After five more hexes, and inevitably, five more large heads, James and Sirius were laughing so hard they had to use each other as support.

Word had spread extremely fast about the “mysterious-head-growing-dark-corner” and a crowd, glancing to see who the next victim would be, started to appear from a distance for shear entertainment.

The amount of people and the attention, seemed to fuel James and Sirius with pure confidence, for they started to hex both at the same time to hear an eruption of laughter from the spectators.

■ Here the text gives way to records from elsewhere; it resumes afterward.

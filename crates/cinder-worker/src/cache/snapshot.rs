use super::CacheError;
use flate2::read::GzDecoder;
use flate2::write::GzEncoder;
use flate2::Compression;
use std::path::{Path, PathBuf};
use std::sync::Arc;
use tar::{Archive, Builder};

/// A gzip-compressed tar of a job's cached paths, relative to its workspace.
#[derive(Clone)]
pub struct Snapshot {
    bytes: Arc<[u8]>,
}

impl std::fmt::Debug for Snapshot {
    fn fmt(&self, f: &mut std::fmt::Formatter<'_>) -> std::fmt::Result {
        f.debug_struct("Snapshot")
            .field("len", &self.bytes.len())
            .finish()
    }
}

impl Snapshot {
    pub fn from_bytes(bytes: Vec<u8>) -> Self {
        Self {
            bytes: bytes.into(),
        }
    }

    pub fn as_bytes(&self) -> &[u8] {
        &self.bytes
    }

    pub fn len(&self) -> usize {
        self.bytes.len()
    }

    pub fn is_empty(&self) -> bool {
        self.bytes.is_empty()
    }

    /// Archive `paths` (relative to `workspace`). Missing paths are skipped.
    /// Symlinks are stored as links. Blocking.
    pub fn capture(workspace: &Path, paths: &[PathBuf]) -> Result<Self, CacheError> {
        let encoder = GzEncoder::new(Vec::new(), Compression::fast());
        let mut builder = Builder::new(encoder);
        builder.follow_symlinks(false);

        for relative in paths {
            let full = workspace.join(relative);
            let meta = match std::fs::symlink_metadata(&full) {
                Ok(m) => m,
                Err(e) if e.kind() == std::io::ErrorKind::NotFound => {
                    tracing::debug!("cache path '{}' does not exist, skipping", full.display());
                    continue;
                }
                Err(e) => return Err(CacheError::io(&full, e)),
            };

            let result = if meta.is_dir() {
                builder.append_dir_all(relative, &full)
            } else {
                builder.append_path_with_name(&full, relative)
            };
            result.map_err(|e| CacheError::io(&full, e))?;
        }

        let encoder = builder
            .into_inner()
            .map_err(|e| CacheError::io(workspace, e))?;
        let bytes = encoder.finish().map_err(|e| CacheError::io(workspace, e))?;
        Ok(Self::from_bytes(bytes))
    }

    /// Unpack into `workspace`, overwriting existing files. Blocking.
    pub fn restore(&self, workspace: &Path) -> Result<(), CacheError> {
        let mut archive = Archive::new(GzDecoder::new(self.as_bytes()));
        archive.set_overwrite(true);
        archive.set_preserve_permissions(true);
        archive
            .unpack(workspace)
            .map_err(|e| CacheError::io(workspace, e))
    }
}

“My head! MY HEAD?!” shouted Bertram Aubrey (being the latest victim) as the crowd burst into laughter.

James and Sirius could no longer suppress their snickers and were laughing as hard as the crowd, when suddenly someone had shouted, “What is going on here?!”

James suddenly stopped, his chest going up in down rapidly. Sirius, who didn’t seem to notice, continued to laugh uncontrollably. A few of the on-lookers stopped, while others, like Sirius, were still giggling.

“What IS going on here?!” came the voice again twice as loud and twice as harsh, and this time the whole crowd was silenced immediately.

Sirius, (who obviously had still not heard) was gasping for air, when James elbowed him in the side.

As soon as he had done so though, he wished he hadn’t.

From the bump, Sirius had stepped back onto the edge of the invisibility cloak, and it uncovered all of James to the spectators (who either gasped or screeched with delight), and the person whose voice had come down the hall to silence everyone; the voice of Lily Evans.